BEGIN RECORDS SUPPLIED

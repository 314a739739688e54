//! Output types produced by the projector, pool, planner and dream analyzer

use rustc_hash::FxHashMap;
use serde::{Deserialize, Serialize};

use super::holdings::AccountCategory;
use super::ids::{DreamId, HoldingId};

// ============================================================================
// Account pool
// ============================================================================

/// Projected totals for every eligible holding of one category
#[derive(Debug, Clone, Copy, Default, Serialize, Deserialize, PartialEq)]
pub struct PoolBucket {
    pub future_value_total: f64,
    pub principal_total: f64,
}

impl PoolBucket {
    /// Fraction of the bucket attributable to gains, pooled across holdings.
    ///
    /// Clamped to [0, 1]: a bucket worth less than what was paid in has no
    /// taxable profit.
    pub fn profit_ratio(&self) -> f64 {
        if self.future_value_total <= 0.0 {
            return 0.0;
        }
        ((self.future_value_total - self.principal_total) / self.future_value_total).clamp(0.0, 1.0)
    }
}

/// Withdrawable funds at a horizon, bucketed by category
#[derive(Debug, Clone, Default, Serialize, Deserialize)]
pub struct AccountPool {
    pub years_from_now: u32,
    pub by_category: FxHashMap<AccountCategory, PoolBucket>,
    pub grand_total: f64,
}

impl AccountPool {
    pub fn bucket(&self, category: AccountCategory) -> Option<&PoolBucket> {
        self.by_category.get(&category)
    }

    pub fn available_total(&self) -> f64 {
        self.grand_total
    }

    pub fn is_empty(&self) -> bool {
        self.by_category.is_empty()
    }
}

// ============================================================================
// Withdrawal plan
// ============================================================================

/// One category drawn on by a withdrawal plan
#[derive(Debug, Clone, Copy, Serialize, Deserialize, PartialEq)]
pub struct WithdrawalStep {
    pub category: AccountCategory,
    pub gross_amount: f64,
    pub principal_portion: f64,
    pub profit_portion: f64,
    pub profit_ratio: f64,
    /// Category tax rate in percent
    pub tax_rate: f64,
    pub tax_amount: f64,
    pub net_amount: f64,
}

/// Outcome of planning a withdrawal.
///
/// Infeasible plans carry no steps and zero totals; `achieved_net` still
/// reports how far the greedy pass got.
#[derive(Debug, Clone, Serialize, Deserialize, PartialEq)]
pub struct WithdrawalPlan {
    pub feasible: bool,
    pub steps: Vec<WithdrawalStep>,
    pub total_gross: f64,
    pub total_tax: f64,
    pub total_net: f64,
    pub available_total: f64,
    pub desired_net: f64,
    pub achieved_net: f64,
}

impl WithdrawalPlan {
    pub fn infeasible(available_total: f64, desired_net: f64, achieved_net: f64) -> Self {
        Self {
            feasible: false,
            steps: Vec::new(),
            total_gross: 0.0,
            total_tax: 0.0,
            total_net: 0.0,
            available_total,
            desired_net,
            achieved_net,
        }
    }

    /// Net amount still missing; zero for feasible plans
    pub fn shortfall(&self) -> f64 {
        if self.feasible {
            0.0
        } else {
            (self.desired_net - self.achieved_net).max(0.0)
        }
    }

    /// Overall tax as a share of the gross withdrawal
    pub fn effective_tax_rate(&self) -> f64 {
        if self.total_gross > 0.0 {
            self.total_tax / self.total_gross
        } else {
            0.0
        }
    }
}

// ============================================================================
// Dream gap
// ============================================================================

#[derive(Debug, Clone, Copy, Serialize, Deserialize, PartialEq, Eq)]
pub enum DreamStatus {
    /// Target year is this year or earlier
    Past,
    /// Funding sources cover the inflated cost
    Success,
    Shortfall,
}

#[derive(Debug, Clone, Serialize, Deserialize, PartialEq)]
pub struct DreamGapResult {
    pub dream_id: DreamId,
    pub status: DreamStatus,
    pub years_until: i32,
    /// Present cost escalated by inflation to the target year
    pub future_cost: f64,
    /// Sum of the funding sources' future values at the target year
    pub projected_total: f64,
    /// Missing amount; never negative
    pub gap: f64,
    pub surplus: f64,
    pub required_monthly_total: f64,
    /// `required_monthly_total` split evenly across the funding sources
    pub required_monthly_per_source: f64,
}

// ============================================================================
// Projections
// ============================================================================

#[derive(Debug, Clone, Copy, Default, Serialize, Deserialize, PartialEq)]
pub struct FeeBreakdown {
    /// Total taken off contributions by the deposit fee
    pub deposit_fees: f64,
    /// Growth lost to the annual management fee
    pub annual_fee_drag: f64,
}

impl FeeBreakdown {
    pub fn total(&self) -> f64 {
        self.deposit_fees + self.annual_fee_drag
    }
}

#[derive(Debug, Clone, Serialize, Deserialize, PartialEq)]
pub struct SubAllocationProjection {
    pub label: String,
    pub percent_of_holding: f64,
    pub return_rate: f64,
    pub future_value: f64,
    pub contributed: f64,
}

/// Full breakdown of a single holding at a horizon
#[derive(Debug, Clone, Serialize, Deserialize, PartialEq)]
pub struct HoldingProjection {
    pub holding_id: HoldingId,
    pub category: AccountCategory,
    pub years: u32,
    pub future_value: f64,
    pub contributed: f64,
    pub profit: f64,
    pub tax_on_profit: f64,
    pub net_after_tax: f64,
    pub real_value: f64,
    pub fees: FeeBreakdown,
    pub sub_allocations: Vec<SubAllocationProjection>,
}

/// One year on a projection curve
#[derive(Debug, Clone, Copy, Serialize, Deserialize, PartialEq)]
pub struct ProjectionPoint {
    pub year: u32,
    pub nominal: f64,
    pub real: f64,
    pub contributed: f64,
}

/// Net-worth view over every holding included in net worth
#[derive(Debug, Clone, Default, Serialize, Deserialize)]
pub struct PortfolioSummary {
    pub years: u32,
    pub holdings: Vec<HoldingProjection>,
    pub current_net_worth: f64,
    pub future_net_worth: f64,
    pub total_contributed: f64,
    pub total_profit: f64,
    pub total_tax: f64,
    pub net_after_tax: f64,
    pub real_net_worth: f64,
    /// Portion of `future_net_worth` held in pension-blocked holdings
    pub pension_blocked: f64,
}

END RECORDS SUPPLIED

INSTRUCTIONS TO FOLLOW: Within the entries, find all lines holding "zero" and copy each one.

TASK RESULT:
/// Infeasible plans carry no steps and zero totals; `achieved_net` still
    /// Net amount still missing; zero for feasible plans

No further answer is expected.